#[cfg(test)]
mod tests {
    use super::*;
    use crate::clock::FixedClock;
    use crate::query::QueryError;
    use crate::storage::{parse_timestamp, StatsRow};
    use chrono::{NaiveDateTime, TimeZone, Utc};
    use tempfile::{tempdir, TempDir};

    fn ts(s: &str) -> NaiveDateTime {
        parse_timestamp(s).unwrap()
    }

    async fn repository_with(rows: Vec<StatsRow>) -> (StatsRepository, TempDir) {
        let dir = tempdir().unwrap();
        let store = StatsStore::open(dir.path().join("stats.db"), 2).await.unwrap();
        store.insert_rows(rows).await.unwrap();

        let clock = FixedClock(Utc.with_ymd_and_hms(2022, 1, 1, 0, 0, 0).unwrap());
        (StatsRepository::with_clock(store, Arc::new(clock)), dir)
    }

    fn uganda_row() -> StatsRow {
        StatsRow::new(1, 1, "#&uganda", ts("2017-12-19T00:52:03"))
            .road_length(140.0)
            .building_area(33.0)
    }

    #[tokio::test]
    async fn test_single_row_point_query() {
        let (repo, _dir) = repository_with(vec![uganda_row()]).await;

        let stats = repo
            .stats_for_time_span(&HashtagExpression::parse("&uganda"), TimeRange::all())
            .await
            .unwrap();

        assert_eq!(
            stats,
            TimeSpanStats {
                changesets: 1,
                users: 1,
                roads: Some(140.0),
                buildings: 1,
                edits: 1,
                latest: Some(ts("2017-12-19T00:52:03")),
                hashtag: "&uganda".to_string(),
            }
        );
    }

    #[tokio::test]
    async fn test_point_query_without_rows() {
        let (repo, _dir) = repository_with(vec![uganda_row()]).await;

        let stats = repo
            .stats_for_time_span(&HashtagExpression::parse("missing"), TimeRange::all())
            .await
            .unwrap();

        assert_eq!(stats.changesets, 0);
        assert_eq!(stats.users, 0);
        assert_eq!(stats.roads, None);
        assert_eq!(stats.buildings, 0);
        assert_eq!(stats.edits, 0);
        assert_eq!(stats.latest, None);
        assert_eq!(stats.hashtag, "missing");

        let value = serde_json::to_value(&stats).unwrap();
        assert_eq!(value.as_object().unwrap().len(), 7);
    }

    #[tokio::test]
    async fn test_bounds_are_exclusive() {
        let (repo, _dir) = repository_with(vec![uganda_row()]).await;
        let expr = HashtagExpression::parse("&uganda");

        let at = repo
            .stats_for_time_span(&expr, TimeRange::new(Some(ts("2017-12-19T00:52:03")), None))
            .await
            .unwrap();
        assert_eq!(at.edits, 0);

        let after = repo
            .stats_for_time_span(&expr, TimeRange::new(Some(ts("2018-01-01")), None))
            .await
            .unwrap();
        assert_eq!(after.edits, 0);

        let ending_at = repo
            .stats_for_time_span(&expr, TimeRange::new(None, Some(ts("2017-12-19T00:52:03"))))
            .await
            .unwrap();
        assert_eq!(ending_at.edits, 0);
    }

    #[tokio::test]
    async fn test_fractional_bounds_keep_subsecond_precision() {
        let (repo, _dir) = repository_with(vec![uganda_row()]).await;
        let expr = HashtagExpression::parse("&uganda");

        let before_end = repo
            .stats_for_time_span(&expr, TimeRange::new(None, Some(ts("2017-12-19T00:52:03.5"))))
            .await
            .unwrap();
        assert_eq!(before_end.edits, 1);

        let after_start = repo
            .stats_for_time_span(&expr, TimeRange::new(Some(ts("2017-12-19T00:52:02.9")), None))
            .await
            .unwrap();
        assert_eq!(after_start.edits, 1);

        let start_past_row = repo
            .stats_for_time_span(&expr, TimeRange::new(Some(ts("2017-12-19T00:52:03.1")), None))
            .await
            .unwrap();
        assert_eq!(start_past_row.edits, 0);
    }

    #[tokio::test]
    async fn test_clock_end_within_same_second() {
        let dir = tempdir().unwrap();
        let store = StatsStore::open(dir.path().join("stats.db"), 1).await.unwrap();
        store.insert_rows(vec![uganda_row()]).await.unwrap();

        let now = Utc.with_ymd_and_hms(2017, 12, 19, 0, 52, 3).unwrap()
            + chrono::Duration::milliseconds(700);
        let repo = StatsRepository::with_clock(store, Arc::new(FixedClock(now)));

        let stats = repo
            .stats_for_time_span(&HashtagExpression::parse("&uganda"), TimeRange::all())
            .await
            .unwrap();
        assert_eq!(stats.edits, 1);
    }

    #[tokio::test]
    async fn test_inverted_range_is_empty() {
        let (repo, _dir) = repository_with(vec![uganda_row()]).await;

        let stats = repo
            .stats_for_time_span(
                &HashtagExpression::parse("&uganda"),
                TimeRange::new(Some(ts("2019-01-01")), Some(ts("2016-01-01"))),
            )
            .await
            .unwrap();
        assert_eq!(stats.edits, 0);
    }

    #[tokio::test]
    async fn test_end_defaults_to_clock() {
        let rows = vec![
            StatsRow::new(1, 1, "#future", ts("2021-06-01")),
            StatsRow::new(2, 1, "#future", ts("2023-06-01")),
        ];
        let (repo, _dir) = repository_with(rows).await;

        let stats = repo
            .stats_for_time_span(&HashtagExpression::parse("future"), TimeRange::all())
            .await
            .unwrap();
        assert_eq!(stats.edits, 1);
    }

    #[tokio::test]
    async fn test_wildcard_matches_prefix_only() {
        let rows = vec![
            StatsRow::new(1, 1, "#hotosm-project-1", ts("2020-01-01T10:00:00")),
            StatsRow::new(2, 2, "#hotosm-project-2", ts("2020-01-02T10:00:00")),
            StatsRow::new(3, 3, "#HOTOSM-project-3", ts("2020-01-03T10:00:00")),
            StatsRow::new(4, 4, "#other-hotosm-project", ts("2020-01-04T10:00:00")),
        ];
        let (repo, _dir) = repository_with(rows).await;

        let wildcard = repo
            .stats_for_time_span(&HashtagExpression::parse("hotosm-project-*"), TimeRange::all())
            .await
            .unwrap();
        assert_eq!(wildcard.edits, 2);
        assert_eq!(wildcard.hashtag, "hotosm-project-");

        let exact = repo
            .stats_for_time_span(&HashtagExpression::parse("hotosm-project-1"), TimeRange::all())
            .await
            .unwrap();
        assert_eq!(exact.edits, 1);
    }

    #[tokio::test]
    async fn test_distinct_counts() {
        let rows = vec![
            StatsRow::new(1, 1, "#a", ts("2020-01-01T10:00:00")).road_length(1.5),
            StatsRow::new(1, 1, "#a", ts("2020-01-01T10:00:01")).building_area(10.0),
            StatsRow::new(2, 1, "#a", ts("2020-01-02T10:00:00")).road_length(2.0),
            StatsRow::new(3, 2, "#a", ts("2020-01-03T10:00:00")),
        ];
        let (repo, _dir) = repository_with(rows).await;

        let stats = repo
            .stats_for_time_span(&HashtagExpression::parse("a"), TimeRange::all())
            .await
            .unwrap();

        assert_eq!(stats.changesets, 3);
        assert_eq!(stats.users, 2);
        assert_eq!(stats.roads, Some(3.5));
        assert_eq!(stats.buildings, 1);
        assert_eq!(stats.edits, 4);
        assert_eq!(stats.latest, Some(ts("2020-01-03T10:00:00")));
    }

    #[tokio::test]
    async fn test_interval_buckets_skip_gaps() {
        let rows = vec![
            StatsRow::new(1, 1, "#a", ts("2020-01-05T10:00:00")),
            StatsRow::new(2, 2, "#a", ts("2020-01-20T10:00:00")).road_length(4.0),
            StatsRow::new(3, 1, "#a", ts("2020-03-02T10:00:00")),
        ];
        let (repo, _dir) = repository_with(rows).await;

        let buckets = repo
            .stats_for_time_span_interval(&HashtagExpression::parse("a"), TimeRange::all(), "P1M")
            .await
            .unwrap();

        assert_eq!(buckets.len(), 2);

        assert_eq!(buckets[0].startdate, ts("2020-01-01"));
        assert_eq!(buckets[0].enddate, ts("2020-02-01"));
        assert_eq!(buckets[0].changesets, 2);
        assert_eq!(buckets[0].users, 2);
        assert_eq!(buckets[0].roads, Some(4.0));

        assert_eq!(buckets[1].startdate, ts("2020-03-01"));
        assert_eq!(buckets[1].enddate, ts("2020-04-01"));
        assert_eq!(buckets[1].edits, 1);
        assert!(buckets.iter().all(|b| b.edits > 0));
    }

    #[tokio::test]
    async fn test_interval_hour_and_week_buckets() {
        let rows = vec![
            StatsRow::new(1, 1, "#a", ts("2020-01-08T10:15:00")),
            StatsRow::new(2, 1, "#a", ts("2020-01-08T17:45:00")),
        ];
        let (repo, _dir) = repository_with(rows).await;
        let expr = HashtagExpression::parse("a");

        let hours = repo
            .stats_for_time_span_interval(&expr, TimeRange::all(), "PT6H")
            .await
            .unwrap();
        assert_eq!(hours.len(), 2);
        assert_eq!(hours[0].startdate, ts("2020-01-08T06:00:00"));
        assert_eq!(hours[0].enddate, ts("2020-01-08T12:00:00"));
        assert_eq!(hours[1].startdate, ts("2020-01-08T12:00:00"));

        // 2020-01-08 is a Wednesday
        let weeks = repo
            .stats_for_time_span_interval(&expr, TimeRange::all(), "P1W")
            .await
            .unwrap();
        assert_eq!(weeks.len(), 1);
        assert_eq!(weeks[0].startdate, ts("2020-01-06"));
        assert_eq!(weeks[0].enddate, ts("2020-01-13"));
        assert_eq!(weeks[0].edits, 2);
    }

    #[tokio::test]
    async fn test_buckets_before_epoch_round_down() {
        // 1969-12-31 is a Wednesday
        let rows = vec![
            StatsRow::new(1, 1, "#old", ts("1969-12-31T12:30:00")),
            StatsRow::new(2, 1, "#old", ts("1969-12-25T08:00:00")),
        ];
        let (repo, _dir) = repository_with(rows).await;
        let expr = HashtagExpression::parse("old");
        let range = TimeRange::new(Some(ts("1960-01-01")), None);

        let days = repo
            .stats_for_time_span_interval(&expr, range, "P1D")
            .await
            .unwrap();
        assert_eq!(days.len(), 2);
        assert_eq!(days[1].startdate, ts("1969-12-31"));
        assert_eq!(days[1].enddate, ts("1970-01-01"));
        assert!(days.iter().all(|b| b.startdate < b.enddate));

        let hours = repo
            .stats_for_time_span_interval(&expr, range, "PT6H")
            .await
            .unwrap();
        assert_eq!(hours[1].startdate, ts("1969-12-31T12:00:00"));

        let weeks = repo
            .stats_for_time_span_interval(&expr, range, "P1W")
            .await
            .unwrap();
        assert_eq!(weeks.len(), 2);
        assert_eq!(weeks[0].startdate, ts("1969-12-22"));
        assert_eq!(weeks[1].startdate, ts("1969-12-29"));
        assert_eq!(weeks[1].enddate, ts("1970-01-05"));
    }

    #[tokio::test]
    async fn test_invalid_interval_fails_fast() {
        let (repo, _dir) = repository_with(vec![uganda_row()]).await;

        let err = repo
            .stats_for_time_span_interval(
                &HashtagExpression::parse("&uganda"),
                TimeRange::all(),
                "P1Y2M",
            )
            .await
            .unwrap_err();

        assert!(matches!(err, QueryError::InvalidInterval { .. }));
        assert!(err.is_client_error());
    }

    #[tokio::test]
    async fn test_oversized_interval_is_client_error() {
        let (repo, _dir) = repository_with(vec![uganda_row()]).await;
        let expr = HashtagExpression::parse("&uganda");

        for token in ["P10000Y", "P200000M", "PT4294967295H"] {
            let err = repo
                .stats_for_time_span_interval(&expr, TimeRange::all(), token)
                .await
                .unwrap_err();
            assert!(err.is_client_error(), "{token}: {err}");
        }

        let widest = repo
            .stats_for_time_span_interval(&expr, TimeRange::all(), "P1000Y")
            .await
            .unwrap();
        assert_eq!(widest.len(), 1);
        assert_eq!(widest[0].startdate, ts("2000-01-01"));
        assert_eq!(widest[0].enddate, ts("3000-01-01"));
    }

    #[tokio::test]
    async fn test_most_used_hashtags() {
        let rows = vec![
            StatsRow::new(1, 1, "#a", ts("2020-01-01T10:00:00")),
            StatsRow::new(2, 2, "#a", ts("2020-01-01T10:00:00")),
            StatsRow::new(3, 3, "#a", ts("2020-01-01T10:00:00")),
            StatsRow::new(4, 1, "#b", ts("2020-01-01T10:00:00")),
            StatsRow::new(5, 2, "#b", ts("2020-01-01T10:00:00")),
            StatsRow::new(6, 1, "#c", ts("2020-01-01T10:00:00")),
            StatsRow::new(7, 1, "#d", ts("2020-01-01T10:00:00")),
        ];
        let (repo, _dir) = repository_with(rows).await;

        let top = repo.most_used_hashtags(TimeRange::all(), Some(3)).await.unwrap();
        assert_eq!(
            top,
            vec![
                HashtagUsage { hashtag: "#a".to_string(), number_of_users: 3 },
                HashtagUsage { hashtag: "#b".to_string(), number_of_users: 2 },
                HashtagUsage { hashtag: "#c".to_string(), number_of_users: 1 },
            ]
        );

        let all = repo.most_used_hashtags(TimeRange::all(), None).await.unwrap();
        assert_eq!(all.len(), 4);
        assert!(all
            .windows(2)
            .all(|w| w[0].number_of_users >= w[1].number_of_users));
    }

    #[tokio::test]
    async fn test_most_used_hashtags_respects_range() {
        let rows = vec![
            StatsRow::new(1, 1, "#old", ts("2015-01-01T00:00:00")),
            StatsRow::new(2, 1, "#new", ts("2020-01-01T00:00:00")),
        ];
        let (repo, _dir) = repository_with(rows).await;

        let top = repo
            .most_used_hashtags(TimeRange::new(Some(ts("2019-01-01")), None), None)
            .await
            .unwrap();
        assert_eq!(top.len(), 1);
        assert_eq!(top[0].hashtag, "#new");
    }

    #[tokio::test]
    async fn test_metadata() {
        let rows = vec![
            StatsRow::new(1, 1, "#a", ts("2019-07-01T00:00:00")),
            StatsRow::new(2, 1, "#b", ts("2016-03-05T14:00:20")),
            StatsRow::new(3, 1, "#c", ts("2021-12-09T13:01:28")),
        ];
        let (repo, _dir) = repository_with(rows).await;

        let metadata = repo.metadata().await.unwrap();
        assert_eq!(metadata.min_timestamp, Some(ts("2016-03-05T14:00:20")));
        assert_eq!(metadata.max_timestamp, Some(ts("2021-12-09T13:01:28")));
    }

    #[tokio::test]
    async fn test_metadata_on_empty_dataset() {
        let (repo, _dir) = repository_with(Vec::new()).await;

        let metadata = repo.metadata().await.unwrap();
        assert_eq!(metadata.min_timestamp, None);
        assert_eq!(metadata.max_timestamp, None);
        repo.ping().await.unwrap();
    }
}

━━━━━━━━

• About this task
Find and copy every line in the entries above where the string "StatsStore" occurs.

• Exercise answer
        let store = StatsStore::open(dir.path().join("stats.db"), 2).await.unwrap();
        let store = StatsStore::open(dir.path().join("stats.db"), 1).await.unwrap();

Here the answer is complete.